T.S. ELIOT AT 101

November 20, 1989 P. 119

November 20, 1989 P. 119

The New Yorker, November 20, 1989 P. 119

A CRITIC AT LARGE about the poet T.S. Eliot, who once was a commanding literary figure whose formulations were revered. It's impossible nowadays to imagine such authority accruing to a poet. In his person, if not in his poetry, Eliot was false coinage. Born in St, Louis, he became indistinguishable from a proper British Tory. Such unalloyed self-alteration suggests a hatred of the original design. And certainly Eliot condemned the optimism of democratic American meliorism, he despised Unitarianism, centered less on personal salvation than on social good, & he had contempt for Jews as marginal, if not inimical to his concept of Christian community.

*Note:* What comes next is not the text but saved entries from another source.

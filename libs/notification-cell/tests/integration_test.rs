use std::sync::Arc;

use axum::{
    body::Body,
    http::{Request, StatusCode},
    Router,
};
use serde_json::{json, Value};
use tower::ServiceExt;
use uuid::Uuid;
use wiremock::matchers::{body_partial_json, method, path, query_param};
use wiremock::{Mock, MockServer, ResponseTemplate};

use notification_cell::router::notification_routes;
use shared_config::AppConfig;
use shared_utils::test_utils::{JwtTestUtils, MockSupabaseResponses, TestConfig, TestUser};

fn create_test_app(config: AppConfig) -> Router {
    notification_routes(Arc::new(config))
}

fn authed(method: &str, uri: &str, user: &TestUser, config: &TestConfig) -> Request<Body> {
    let token = JwtTestUtils::create_test_token(user, &config.jwt_secret, None);
    Request::builder()
        .method(method)
        .uri(uri)
        .header("Authorization", format!("Bearer {}", token))
        .body(Body::empty())
        .unwrap()
}

async fn read_json(response: axum::response::Response) -> Value {
    let body = axum::body::to_bytes(response.into_body(), usize::MAX).await.unwrap();
    serde_json::from_slice(&body).unwrap()
}

#[tokio::test]
async fn test_requests_without_token_are_rejected() {
    let config = TestConfig::default();
    let app = create_test_app(config.to_app_config());

    let request = Request::builder()
        .method("GET")
        .uri("/")
        .body(Body::empty())
        .unwrap();
    let response = app.oneshot(request).await.unwrap();

    assert_eq!(response.status(), StatusCode::UNAUTHORIZED);
}

#[tokio::test]
async fn test_listing_is_pinned_to_the_caller() {
    let mock_server = MockServer::start().await;
    let config = TestConfig::with_url(&mock_server.uri());
    let user = TestUser::patient("patient@example.com");

    Mock::given(method("GET"))
        .and(path("/rest/v1/notifications"))
        .and(query_param("recipient_id", format!("eq.{}", user.id)))
        .and(query_param("notification_type", "eq.appointment"))
        .respond_with(ResponseTemplate::new(200).set_body_json(json!([
            MockSupabaseResponses::notification_response(&Uuid::new_v4().to_string(), &user.id, false),
            MockSupabaseResponses::notification_response(&Uuid::new_v4().to_string(), &user.id, true)
        ])))
        .expect(1)
        .mount(&mock_server)
        .await;

    let app = create_test_app(config.to_app_config());
    let response = app
        .oneshot(authed("GET", "/?type=appointment", &user, &config))
        .await
        .unwrap();

    assert_eq!(response.status(), StatusCode::OK);
    let body = read_json(response).await;
    assert_eq!(body["total"], 2);
}

#[tokio::test]
async fn test_unread_reports_count() {
    let mock_server = MockServer::start().await;
    let config = TestConfig::with_url(&mock_server.uri());
    let user = TestUser::physiotherapist("physio@example.com");

    Mock::given(method("GET"))
        .and(path("/rest/v1/notifications"))
        .and(query_param("recipient_id", format!("eq.{}", user.id)))
        .and(query_param("is_read", "eq.false"))
        .respond_with(ResponseTemplate::new(200).set_body_json(json!([
            MockSupabaseResponses::notification_response(&Uuid::new_v4().to_string(), &user.id, false)
        ])))
        .expect(1)
        .mount(&mock_server)
        .await;

    let app = create_test_app(config.to_app_config());
    let response = app.oneshot(authed("GET", "/unread", &user, &config)).await.unwrap();

    assert_eq!(response.status(), StatusCode::OK);
    let body = read_json(response).await;
    assert_eq!(body["count"], 1);
}

#[tokio::test]
async fn test_mark_read_updates_notification() {
    let mock_server = MockServer::start().await;
    let config = TestConfig::with_url(&mock_server.uri());
    let user = TestUser::patient("patient@example.com");
    let notification_id = Uuid::new_v4().to_string();

    Mock::given(method("PATCH"))
        .and(path("/rest/v1/notifications"))
        .and(query_param("id", format!("eq.{}", notification_id)))
        .and(query_param("recipient_id", format!("eq.{}", user.id)))
        .and(body_partial_json(json!({"is_read": true})))
        .respond_with(ResponseTemplate::new(200).set_body_json(json!([
            MockSupabaseResponses::notification_response(&notification_id, &user.id, true)
        ])))
        .expect(1)
        .mount(&mock_server)
        .await;

    let app = create_test_app(config.to_app_config());
    let uri = format!("/{}/read", notification_id);
    let response = app.oneshot(authed("POST", &uri, &user, &config)).await.unwrap();

    assert_eq!(response.status(), StatusCode::OK);
    let body = read_json(response).await;
    assert_eq!(body["is_read"], true);
}

#[tokio::test]
async fn test_mark_read_on_foreign_notification_is_not_found() {
    let mock_server = MockServer::start().await;
    let config = TestConfig::with_url(&mock_server.uri());
    let user = TestUser::patient("patient@example.com");

    Mock::given(method("PATCH"))
        .and(path("/rest/v1/notifications"))
        .respond_with(ResponseTemplate::new(200).set_body_json(json!([])))
        .mount(&mock_server)
        .await;

    let app = create_test_app(config.to_app_config());
    let uri = format!("/{}/read", Uuid::new_v4());
    let response = app.oneshot(authed("POST", &uri, &user, &config)).await.unwrap();

    assert_eq!(response.status(), StatusCode::NOT_FOUND);
}

#[tokio::test]
async fn test_mark_all_read_reports_updated_rows() {
    let mock_server = MockServer::start().await;
    let config = TestConfig::with_url(&mock_server.uri());
    let user = TestUser::patient("patient@example.com");

    Mock::given(method("PATCH"))
        .and(path("/rest/v1/notifications"))
        .and(query_param("recipient_id", format!("eq.{}", user.id)))
        .and(query_param("is_read", "eq.false"))
        .respond_with(ResponseTemplate::new(200).set_body_json(json!([
            MockSupabaseResponses::notification_response(&Uuid::new_v4().to_string(), &user.id, true),
            MockSupabaseResponses::notification_response(&Uuid::new_v4().to_string(), &user.id, true),
            MockSupabaseResponses::notification_response(&Uuid::new_v4().to_string(), &user.id, true)
        ])))
        .expect(1)
        .mount(&mock_server)
        .await;

    let app = create_test_app(config.to_app_config());
    let response = app.oneshot(authed("POST", "/read-all", &user, &config)).await.unwrap();

    assert_eq!(response.status(), StatusCode::OK);
    let body = read_json(response).await;
    assert_eq!(body["updated"], 3);
}

#[tokio::test]
async fn test_delete_returns_no_content() {
    let mock_server = MockServer::start().await;
    let config = TestConfig::with_url(&mock_server.uri());
    let user = TestUser::patient("patient@example.com");
    let notification_id = Uuid::new_v4().to_string();

    Mock::given(method("DELETE"))
        .and(path("/rest/v1/notifications"))
        .and(query_param("id", format!("eq.{}", notification_id)))
        .and(query_param("recipient_id", format!("eq.{}", user.id)))
        .respond_with(ResponseTemplate::new(200).set_body_json(json!([
            MockSupabaseResponses::notification_response(&notification_id, &user.id, false)
        ])))
        .expect(1)
        .mount(&mock_server)
        .await;

    let app = create_test_app(config.to_app_config());
    let uri = format!("/{}", notification_id);
    let response = app.oneshot(authed("DELETE", &uri, &user, &config)).await.unwrap();

    assert_eq!(response.status(), StatusCode::NO_CONTENT);
}

#[tokio::test]
async fn test_statistics_break_down_by_type() {
    let mock_server = MockServer::start().await;
    let config = TestConfig::with_url(&mock_server.uri());
    let user = TestUser::patient("patient@example.com");

    Mock::given(method("GET"))
        .and(path("/rest/v1/notifications"))
        .and(query_param("recipient_id", format!("eq.{}", user.id)))
        .respond_with(ResponseTemplate::new(200).set_body_json(json!([
            MockSupabaseResponses::notification_response(&Uuid::new_v4().to_string(), &user.id, false),
            MockSupabaseResponses::notification_response(&Uuid::new_v4().to_string(), &user.id, true)
        ])))
        .mount(&mock_server)
        .await;

    let app = create_test_app(config.to_app_config());
    let response = app.oneshot(authed("GET", "/statistics", &user, &config)).await.unwrap();

    assert_eq!(response.status(), StatusCode::OK);
    let body = read_json(response).await;
    assert_eq!(body["total"], 2);
    assert_eq!(body["unread"], 1);
    assert_eq!(body["read"], 1);
    assert_eq!(body["recent_week"], 0);
    assert_eq!(body["by_type"]["appointment"], 2);
    assert_eq!(body["by_type"]["system"], 0);
}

In the 40s & 50s Eliot was absolute art: high art when art was its most serious & elitist. Eliot's aristocratic ideas which some might call Eurocentric & obscurantist no longer interest most literary intellectuals. The biographies that have appeared in recent years have brought Eliot down to human scale. They've exposed the nightmare of Eliot's first marriage & its devastating evolution. It is in the nature of fame to undergo revision: Eliot appears now to be similarlt receding into the parochial, even the sectarian. His reach, once broad enough to incorporate the Upanishads, shrank to extend no farther than the neighborhood sacristy, & to a still smaller place the closet of the self. The chief elements of the Age of Eliot are no longer with us & may never return: the belief that poetry can be redemptive; the conviction that history underlies poetry.